Skeletal muscle stem cells Development of an in vitro assay and validation of multi-lineage hematopoietic potential in vivo



Blood 96(11 Part 1): 279a, November 16



An emerging theme in stem cell biology is the flexibility retained by stem cells to express different developmental programs appropriate to specific tissue microenvironments. To investigate the developmental potential and plasticity of stem cells in skeletal muscle, we have prepared single cell suspensions by mincing and enzymatic digestion of muscles obtained from perfused mice. To determine the numbers of progenitor and stem cells in this cell preparation, we adapted the cobblestone area-forming cell (CAFC) assay originally described for hematopoietic cells.
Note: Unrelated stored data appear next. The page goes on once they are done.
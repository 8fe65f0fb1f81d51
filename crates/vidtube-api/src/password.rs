use std::sync::LazyLock;

use argon2::Argon2;
use argon2::password_hash::{self, PasswordHash, PasswordHasher, PasswordVerifier, SaltString};
use rand::rngs::OsRng;

pub const MIN_PASSWORD_LEN: usize = 8;

/// Default Argon2id parameters, built once for the process.
static HASHER: LazyLock<Argon2<'static>> = LazyLock::new(Argon2::default);

/// PHC string with a fresh random salt.
pub fn hash_password(password: &str) -> Result<String, password_hash::Error> {
    let salt = SaltString::generate(&mut OsRng);
    HASHER
        .hash_password(password.as_bytes(), &salt)
        .map(|hash| hash.to_string())
}

/// False for a mismatch and for a stored hash that does not parse.
pub fn verify_password(stored: &str, password: &str) -> bool {
    PasswordHash::new(stored)
        .is_ok_and(|parsed| HASHER.verify_password(password.as_bytes(), &parsed).is_ok())
}

#[cfg(test)]
mod tests {
    use super::*;

    #[test]
    fn hash_verifies_only_the_original_password() {
        let hash = hash_password("correct horse").unwrap();
        assert!(verify_password(&hash, "correct horse"));
        assert!(!verify_password(&hash, "battery staple"));
    }

    #[test]
    fn hashes_are_salted() {
        assert_ne!(hash_password("same").unwrap(), hash_password("same").unwrap());
    }

    #[test]
    fn hash_is_argon2id_phc_string() {
        let hash = hash_password("correct horse").unwrap();
        assert!(hash.starts_with("$argon2id$"), "{hash}");
    }

    #[test]
    fn malformed_hash_never_verifies() {
        assert!(!verify_password("not-a-phc-string", "anything"));
    }
}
Seeding on a stromal layer to support stem cell differentiation, the CAFC assay permits the determination of CAFC frequencies at limiting dilution and provides temporal data indicating the hierarchy of stem and progenitor cells (late developing colonies arising from more primitive cells). Beginning at 7 days of culture, and extending through at least 5 weeks, small colonies of 5-20 cells developed from the skeletal muscle cell preparations. These muscle-derived CAFC formed at a frequency (2-4 colonies per 105 cells) comparable to the frequency of hematopoietic stem cells found in adult marrow. Furthermore, as seen in the hematopoietic system, different mouse strains showed different frequencies and kinetics of muscle CAFC. To determine the in vivo potential of the skeletal muscle cell preparations to differentiate into hematopoietic cells, we injected single cell suspensions into irradiated (8Gy) C57BL/6 mice. Six weeks following transplant of 4 X 106 cells prepared but not otherwise selected from muscle, donor cells com-prised apprx30% of the blood leukocytes in several lineages. Donor cells contributed to engraftment in a dose-dependent manner. Assuming a seeding efficiency of 10% for the in vivo assay, muscle cell preparations contained roughly similar numbers of primitive cells as judged by the in vivo and in vitro assays, despite the fact that differentiation into another cell lineage was required in vivo. The results suggests that the muscle. CAFC assay can detect a muscle stem cell that is capable of altering its developmental program and will be useful for further investigation of these stem cells and their potential use for disease treatment.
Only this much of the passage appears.